On the other hand, they (Amazon) have actually been known to withdraw a book from their "library", under pressure from some author or interested private party.  In other words, censorship is easy for electronic libraries, while once you own a book, nobody can come and confiscate it from you without a great deal of trouble.  The policies of the various Netbook providers vary, but until legislation catches up with the technology on the side of the consumer, Netbooks are a convenience that can easily be circumscribed unilaterally by the providers.

As many of you know, Google and some other interested parties (possibly Verizon and AT & T) recently conferred, to decide among themselves whether to charge Internet sites fees for delivering their content.  At least, that was what we outsiders perceived.  Among the actual complicated issues that they discussed was whether Internet users whose usage was metered (such as those who used cellphone links) should be given preferred access to Internet content, since they were paying for it by the kilobyte.

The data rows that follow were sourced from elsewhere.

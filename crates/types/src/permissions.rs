//! Role and grantable permission sets.
//!
//! The two permission universes are disjoint. *Role* permissions are attached
//! to named roles and unioned into an account's effective permission set.
//! *Grantable* permissions are capabilities one account delegates to another.
//!
//! Both are stored on disk as fixed-width bitstrings: one ASCII `0`/`1` per
//! permission, indexed by the enum discriminant. The discriminant order below
//! is the canonical schema and must never be reordered; new permissions are
//! appended only.

use std::fmt;
use std::marker::PhantomData;
use std::ops::BitOrAssign;
use thiserror::Error;

/// A permission enumeration with stable bit positions.
pub trait Permission: Copy {
    /// Number of variants; the bitstring width.
    const COUNT: u32;
    /// Stable bit position of this permission.
    fn bit(self) -> u32;
}

/// Role permissions.
#[derive(Debug, Clone, Copy, PartialEq, Eq, Hash)]
#[repr(u32)]
pub enum RolePermission {
    AppendRole = 0,
    CreateRole = 1,
    DetachRole = 2,
    AddAssetQty = 3,
    SubtractAssetQty = 4,
    AddPeer = 5,
    RemovePeer = 6,
    AddSignatory = 7,
    RemoveSignatory = 8,
    SetQuorum = 9,
    CreateAccount = 10,
    SetDetail = 11,
    CreateAsset = 12,
    Transfer = 13,
    Receive = 14,
    CreateDomain = 15,
    AddDomainAssetQty = 16,
    SubtractDomainAssetQty = 17,
    ReadAssets = 18,
    GetRoles = 19,
    GetMyAccount = 20,
    GetAllAccounts = 21,
    GetDomainAccounts = 22,
    GetMySignatories = 23,
    GetAllSignatories = 24,
    GetDomainSignatories = 25,
    GetMyAccountAssets = 26,
    GetAllAccountAssets = 27,
    GetDomainAccountAssets = 28,
    GetMyAccountDetail = 29,
    GetAllAccountDetail = 30,
    GetDomainAccountDetail = 31,
    GetMyTransactions = 32,
    GetAllTransactions = 33,
    GetDomainTransactions = 34,
    GetBlocks = 35,
    GetPeers = 36,
    CallEngine = 37,
    GrantAddMySignatory = 38,
    GrantRemoveMySignatory = 39,
    GrantSetMyQuorum = 40,
    GrantSetMyAccountDetail = 41,
    GrantTransferMyAssets = 42,
    GrantCallEngineOnMyBehalf = 43,
    /// Wildcard: a role holding `Root` implicitly holds every role permission.
    Root = 44,
}

impl Permission for RolePermission {
    const COUNT: u32 = 45;

    fn bit(self) -> u32 {
        self as u32
    }
}

/// Grantable permissions.
#[derive(Debug, Clone, Copy, PartialEq, Eq, Hash)]
#[repr(u32)]
pub enum GrantablePermission {
    AddMySignatory = 0,
    RemoveMySignatory = 1,
    SetMyQuorum = 2,
    SetMyAccountDetail = 3,
    TransferMyAssets = 4,
    CallEngineOnMyBehalf = 5,
}

impl Permission for GrantablePermission {
    const COUNT: u32 = 6;

    fn bit(self) -> u32 {
        self as u32
    }
}

/// The role permission required to grant a grantable permission.
pub fn permission_for(grantable: GrantablePermission) -> RolePermission {
    match grantable {
        GrantablePermission::AddMySignatory => RolePermission::GrantAddMySignatory,
        GrantablePermission::RemoveMySignatory => RolePermission::GrantRemoveMySignatory,
        GrantablePermission::SetMyQuorum => RolePermission::GrantSetMyQuorum,
        GrantablePermission::SetMyAccountDetail => RolePermission::GrantSetMyAccountDetail,
        GrantablePermission::TransferMyAssets => RolePermission::GrantTransferMyAssets,
        GrantablePermission::CallEngineOnMyBehalf => RolePermission::GrantCallEngineOnMyBehalf,
    }
}

/// Errors from bitstring parsing.
#[derive(Debug, Clone, PartialEq, Eq, Error)]
pub enum PermissionParseError {
    #[error("permission bitstring has length {actual}, expected {expected}")]
    Length { expected: u32, actual: usize },
    #[error("permission bitstring contains a character other than `0`/`1`")]
    BadCharacter,
}

/// A fixed-width set of permissions.
#[derive(Clone, Copy, PartialEq, Eq)]
pub struct PermissionSet<P: Permission> {
    bits: u128,
    _marker: PhantomData<P>,
}

impl<P: Permission> Default for PermissionSet<P> {
    fn default() -> Self {
        Self::new()
    }
}

/// Role permission set, the on-disk `role/{role}` and `permissions/...` value.
pub type RolePermissionSet = PermissionSet<RolePermission>;
/// Grantable permission set, the on-disk `granted/...` value.
pub type GrantablePermissionSet = PermissionSet<GrantablePermission>;

impl<P: Permission> PermissionSet<P> {
    const MASK: u128 = if P::COUNT == 128 {
        u128::MAX
    } else {
        (1u128 << P::COUNT) - 1
    };

    /// The empty set.
    pub fn new() -> Self {
        Self {
            bits: 0,
            _marker: PhantomData,
        }
    }

    /// A set containing the given permissions.
    pub fn from_permissions(permissions: impl IntoIterator<Item = P>) -> Self {
        let mut set = Self::new();
        for permission in permissions {
            set.set(permission);
        }
        set
    }

    pub fn is_set(&self, permission: P) -> bool {
        self.bits & (1 << permission.bit()) != 0
    }

    pub fn set(&mut self, permission: P) {
        self.bits |= 1 << permission.bit();
    }

    pub fn unset(&mut self, permission: P) {
        self.bits &= !(1 << permission.bit());
    }

    /// Set every permission.
    pub fn set_all(&mut self) {
        self.bits = Self::MASK;
    }

    pub fn is_empty(&self) -> bool {
        self.bits == 0
    }

    pub fn is_subset_of(&self, other: &Self) -> bool {
        self.bits & !other.bits == 0
    }

    /// Serialize to the canonical bitstring: character `i` is bit `i`.
    pub fn to_bitstring(&self) -> String {
        (0..P::COUNT)
            .map(|bit| if self.bits & (1 << bit) != 0 { '1' } else { '0' })
            .collect()
    }

    /// Parse the canonical bitstring form.
    pub fn from_bitstring(s: &str) -> Result<Self, PermissionParseError> {
        if s.len() != P::COUNT as usize {
            return Err(PermissionParseError::Length {
                expected: P::COUNT,
                actual: s.len(),
            });
        }
        let mut bits = 0u128;
        for (i, c) in s.bytes().enumerate() {
            match c {
                b'1' => bits |= 1 << i,
                b'0' => {}
                _ => return Err(PermissionParseError::BadCharacter),
            }
        }
        Ok(Self {
            bits,
            _marker: PhantomData,
        })
    }
}

impl<P: Permission> BitOrAssign for PermissionSet<P> {
    fn bitor_assign(&mut self, rhs: Self) {
        self.bits |= rhs.bits;
    }
}

// Debug renders the canonical bitstring; the variant list would be noisy.
impl<P: Permission> fmt::Debug for PermissionSet<P> {
    fn fmt(&self, f: &mut fmt::Formatter<'_>) -> fmt::Result {
        f.write_str(&self.to_bitstring())
    }
}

It seems to me that having to pay for content by the pound, as it were, takes away from the utility of the Internet.  Having gotten accustomed to getting unlimited volumes of content, it is disconcerting.  It is like having to pay for radio by the number of notes you listen to, or something.  Or for oxygen, based on how heavily you breathe.  We already pay for water by the gallon (at least in my neighborhood), and electricity and gas, so it seems logical that Internet usage should be metered.  I'm still trying to think of a reason why Internet usage should be different than anything else I stream into my house!